Using the entries that follow, count the lines containing the word "Result" and give that number by itself.

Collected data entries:
---+---
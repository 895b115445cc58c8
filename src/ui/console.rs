use std::io::{self, BufRead, Write};

use crate::data::enrollment_table::{EnrollmentTable, Grade};
use crate::error::LookupError;
use crate::processing::aggregate_stats::AggregateStats;
use crate::processing::school_stats::SchoolStats;
use crate::state::registry::{School, SchoolRegistry};

pub const PROMPT: &str = "Please enter the high school name or code: ";

/// Display a fractional statistic as an integer, truncating toward zero.
fn whole(value: f64) -> String {
    format!("{}", value.trunc() as i64)
}

fn whole_or_na(value: Option<f64>) -> String {
    value.map(whole).unwrap_or_else(|| "n/a".to_string())
}

fn count_or_na(value: Option<u32>) -> String {
    value.map(|v| v.to_string()).unwrap_or_else(|| "n/a".to_string())
}

pub fn write_banner<W: Write>(out: &mut W, table: &EnrollmentTable) -> io::Result<()> {
    let [years, schools, grades] = table.shape();
    writeln!(out, "\nSchool Enrollment Statistics\n")?;
    writeln!(out, "Shape of full data array: ({years}, {schools}, {grades})")?;
    writeln!(out, "Dimensions of full data array: {}", table.ndim())
}

/// Prompt until the input names a known school. Returns `None` at end of input.
pub fn prompt_for_school<R: BufRead, W: Write>(
    registry: &SchoolRegistry,
    input: &mut R,
    out: &mut W,
) -> io::Result<Option<School>> {
    let mut line = String::new();
    loop {
        write!(out, "{PROMPT}")?;
        out.flush()?;

        line.clear();
        if input.read_line(&mut line)? == 0 {
            tracing::info!("Input closed before a school was selected");
            return Ok(None);
        }

        match registry.resolve(line.trim()) {
            Ok(school) => return Ok(Some(school)),
            Err(e) => {
                let LookupError::NotFound { identifier } = &e;
                tracing::warn!("Rejected school identifier {identifier:?}");
                writeln!(out, "{e}")?;
            }
        }
    }
}

pub fn write_school_report<W: Write>(out: &mut W, school: &School, stats: &SchoolStats) -> io::Result<()> {
    writeln!(out, "\n***Requested School Statistics***\n")?;
    writeln!(out, "School Name: {}, School Code: {}", school.name, school.code)?;

    for grade in Grade::ALL {
        writeln!(
            out,
            "Mean enrollment for Grade {}: {}",
            grade.number(),
            whole_or_na(stats.grade_mean(grade))
        )?;
    }
    writeln!(out, "Highest enrollment for a single grade: {}", count_or_na(stats.highest_single_grade))?;
    writeln!(out, "Lowest enrollment for a single grade: {}", count_or_na(stats.lowest_single_grade))?;

    for total in &stats.yearly_totals {
        writeln!(out, "Total enrollment for {}: {}", total.year, total.value)?;
    }
    writeln!(out, "Total ten year enrollment: {}", stats.ten_year_total)?;
    writeln!(out, "Mean total enrollment over 10 years: {}", whole(stats.mean_yearly_total))?;

    let over = &stats.over_threshold;
    match over.median {
        Some(median) if over.has_qualifying() => writeln!(
            out,
            "For all enrollments over {}, the Median value is: {}",
            over.threshold,
            whole(median)
        ),
        _ => writeln!(out, "No enrollments over {}.", over.threshold),
    }
}

pub fn write_aggregate_report<W: Write>(out: &mut W, stats: &AggregateStats) -> io::Result<()> {
    writeln!(out, "\n***General Statistics for All Schools***\n")?;

    if let (Some(first), Some(last)) = (stats.yearly_means.first(), stats.yearly_means.last()) {
        writeln!(out, "Mean enrollment for {}: {}", first.year, whole_or_na(first.value))?;
        writeln!(out, "Mean enrollment for {}: {}", last.year, whole_or_na(last.value))?;
    }
    if let Some(last) = stats.graduating_totals.last() {
        writeln!(out, "Total graduating class of {}: {}", last.year, last.value)?;
    }
    writeln!(out, "Highest enrollment for a single grade: {}", count_or_na(stats.highest_single_grade))?;
    writeln!(out, "Lowest enrollment for a single grade: {}", count_or_na(stats.lowest_single_grade))
}

#[cfg(test)]
mod tests {
    use super::*;
    use crate::data::enrollment_table::tests::uniform_years;
    use crate::state::app_state::AnalysisSettings;
    use std::io::Cursor;

    fn run_prompt(input: &str) -> (Option<School>, String) {
        let registry = SchoolRegistry::new();
        let mut reader = Cursor::new(input.as_bytes().to_vec());
        let mut out = Vec::new();
        let school = prompt_for_school(&registry, &mut reader, &mut out).unwrap();
        (school, String::from_utf8(out).unwrap())
    }

    #[test]
    fn test_prompt_accepts_code() {
        let (school, out) = run_prompt("9626\n");
        assert_eq!(school.unwrap().name, "Louise Dean School");
        assert_eq!(out, PROMPT);
    }

    #[test]
    fn test_prompt_retries_until_valid() {
        let (school, out) = run_prompt("Centennial\n1234\n  bowness high school  \n");
        let school = school.unwrap();
        assert_eq!(school.code, 9847);
        assert_eq!(out.matches(PROMPT).count(), 3);
        assert_eq!(out.matches("You must enter a valid school name or code.").count(), 2);
    }

    #[test]
    fn test_prompt_end_of_input() {
        let (school, out) = run_prompt("nope\n");
        assert!(school.is_none());
        assert_eq!(out.matches(PROMPT).count(), 2);
    }

    #[test]
    fn test_banner() {
        let table = EnrollmentTable::build(&uniform_years([Some(1), Some(2), Some(3)])).unwrap();
        let mut out = Vec::new();
        write_banner(&mut out, &table).unwrap();
        let text = String::from_utf8(out).unwrap();
        assert!(text.contains("Shape of full data array: (10, 20, 3)"));
        assert!(text.contains("Dimensions of full data array: 3"));
    }

    #[test]
    fn test_school_report_without_qualifying() {
        let table = EnrollmentTable::build(&uniform_years([None, Some(150), Some(200)])).unwrap();
        let stats = SchoolStats::compute(&table, 0, &AnalysisSettings::default());
        let school = SchoolRegistry::new().resolve("1224").unwrap();

        let mut out = Vec::new();
        write_school_report(&mut out, &school, &stats).unwrap();
        let text = String::from_utf8(out).unwrap();

        assert!(text.contains("School Name: Centennial High School, School Code: 1224"));
        assert!(text.contains("Mean enrollment for Grade 10: n/a"));
        assert!(text.contains("Mean enrollment for Grade 12: 200"));
        assert!(text.contains("Total enrollment for 2013: 350"));
        assert!(text.contains("Total enrollment for 2022: 350"));
        assert!(text.contains("Total ten year enrollment: 3500"));
        assert!(text.contains("No enrollments over 500."));
        assert!(!text.contains("Median value"));
    }

    #[test]
    fn test_school_report_with_qualifying() {
        let table = EnrollmentTable::build(&uniform_years([Some(501), Some(600), Some(702)])).unwrap();
        let stats = SchoolStats::compute(&table, 0, &AnalysisSettings::default());
        let school = SchoolRegistry::new().resolve("1224").unwrap();

        let mut out = Vec::new();
        write_school_report(&mut out, &school, &stats).unwrap();
        let text = String::from_utf8(out).unwrap();

        assert!(text.contains("Mean total enrollment over 10 years: 1803"));
        assert!(text.contains("For all enrollments over 500, the Median value is: 600"));
    }

    #[test]
    fn test_aggregate_report() {
        let table = EnrollmentTable::build(&uniform_years([Some(100), Some(201), Some(300)])).unwrap();
        let stats = AggregateStats::compute(&table, &AnalysisSettings::default());

        let mut out = Vec::new();
        write_aggregate_report(&mut out, &stats).unwrap();
        let text = String::from_utf8(out).unwrap();

        assert!(text.contains("Mean enrollment for 2013: 200"));
        assert!(text.contains("Mean enrollment for 2022: 200"));
        assert!(text.contains("Total graduating class of 2022: 6000"));
        assert!(text.contains("Highest enrollment for a single grade: 300"));
        assert!(text.contains("Lowest enrollment for a single grade: 100"));
    }
}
---+---
● **Exercise output**:
4